Così, nel provvedimento 55 si ripete che il consenso al trattamento dei dati nell’ambito dell’attività dell’operatore sanitario poste in essere per finalità di cura (e quindi quelle “di medicina preventiva, diagnosi, assistenza o terapia sanitaria o sociale ovvero gestione dei sistemi e servizi sanitari o sociali”) non ha bisogno del consenso del paziente; mentre torna la necessità della sua espressione di volontà quando si esce da quell’ambito, ad esempio se si usano i dati per fidelizzare il paziente, o per scopi commerciali, o ancora in casi particolari come nell’utilizzo del fascicolo sanitario elettronico, di un dossier sanitario, o di app mediche. Rispetto all’informativa, si conferma che la sua forma, al di là del suo contenuto, dovrà essere più efficace rispetto al passato sistema, e quindi in essenza dovrà essere scritta più comprensibile, sintetica ed eventualmente “stratificata” (cioè, ripetuta ed approfondita via via che prosegue il percorso di cura, nel caso ciò avvenga). Per la conservazione dei dati, a parte la regola generale che pone il limite al raggiungimento dello scopo del trattamento, cioè del motivo per cui si erano acquisite le informazioni personali, viene ribadito che il titolare del trattamento può decidere periodi diversi nell’ambito della sua “accountability” (e quindi motivando le sue decisioni), e dunque si richiamano (perché già in passato previsti ed indicati) quali esempi alcuni casi particolari: come per la cartella clinica che, unitamente ai relativi referti, va conservata illimitatamente, o per la documentazione iconografica radiologica, che deve essere conservata per un periodo non inferiore a dieci anni.

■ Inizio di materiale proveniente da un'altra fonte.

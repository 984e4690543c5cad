use thiserror::Error;

/// Failures of the pricing core.
///
/// The core only ever rejects inputs up front; arithmetic on validated
/// inputs cannot fail.
#[derive(Debug, Clone, PartialEq, Eq, Error)]
pub enum PricingError {
    /// A precondition on spot, strike, expiry or volatility was violated
    #[error("Invalid input: {0}")]
    InvalidInput(String),
}

/// Failures of the interactive console session.
#[derive(Debug, Error)]
pub enum ShellError {
    /// An answer could not be read as a number
    #[error("could not parse {field} from {input:?}")]
    Parse { field: &'static str, input: String },

    /// An answer parsed but falls below the configured minimum
    #[error("{field} must be at least {min}, got {value}")]
    BelowLimit {
        field: &'static str,
        min: f64,
        value: f64,
    },

    /// The pricer rejected the inputs
    #[error(transparent)]
    Pricing(#[from] PricingError),

    /// Reading the terminal or writing to it failed
    #[error("terminal I/O error: {0}")]
    Io(#[from] std::io::Error),
}

/// Failures loading or validating a [`CalculatorConfig`](crate::CalculatorConfig).
#[derive(Debug, Error)]
pub enum ConfigError {
    #[error("failed to read config file {path}: {source}")]
    Read {
        path: String,
        #[source]
        source: std::io::Error,
    },

    #[cfg(feature = "serde")]
    #[error("failed to parse config: {0}")]
    Parse(#[from] toml::de::Error),

    #[error("invalid config: {0}")]
    Invalid(String),
}

pub type PricingResult<T> = Result<T, PricingError>;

Nulla di nuovo nemmeno per quanto riguarda il Responsabile per la Protezione dei Dati personali (il famoso DPO), che si conferma obbligatorio per le strutture sanitarie pubbliche e per quelle private che pongono in essere trattamenti di dati sanitari su larga scala (concetto che non viene ancora determinato, vista la quasi impossibilità di poterlo fare), ma non per i singoli professionisti: non posso però esimermi dal consigliare comunque (sperando in questo di non creare drammi) la sua nomina quando si creano associazioni professionali che, sommando i trattamenti di dati personali relativi alla salute che ciascuno dei medici che ne fa parte pone in essere, raggiungono numeri che rendono più difficile l’applicazione della normativa in materia, e quindi più rischioso l’uso del dato. Nomina che, se correttamente intesa, non deve essere considerata una forma di “punizione”, di vessazione, di “rovina economica”, ma, con maggiore serenità, la scelta più opportuna per evitare problemi. Si chiude il provvedimento con la conferma dell’applicazione dell’obbligo di adozione del Registro dei trattamenti anche nel settore sanitario, anche per i singoli professionisti. Strumento che, si ricorda, realizzando un censimento delle attività di trattamento dei dati posto in essere dal titolare, rende possibile l’acquisizione della sua consapevolezza rispetto a questa delicata attività, ottenendo in questo modo più risultati: adempiere all’obbligo previsto dall’art. 30 del Regolamento 2016/679; costruire l’accountability che è principio fondamentale della disciplina normativa; capire dove intervenire per evitare problemi.

In conclusione si ribadisce quanto già detto in apertura di queste brevi note: niente di nuovo, nemmeno la nascita dell’ennesimo equivoco, dell’ulteriore disinformazione, del solito allarmismo. Reazioni che hanno come unico risultato quello di complicare situazioni semplici, creare preoccupazioni, allontanare da quello che deve essere l’unico approccio corretto a questa importante materia: applicare esattamente lo stesso impegno, la stessa professionalità, la stessa passione che si pone tutti i giorni per la tutela della salute dei propri pazienti, anche alla salute dei dati dei propri pazienti. E magari scoprire che è un approccio molto meno faticoso e più sereno di quello di chi fa di tutto per evitare ad ogni costo di rispettare una legge dello Stato, dell’Unione europea.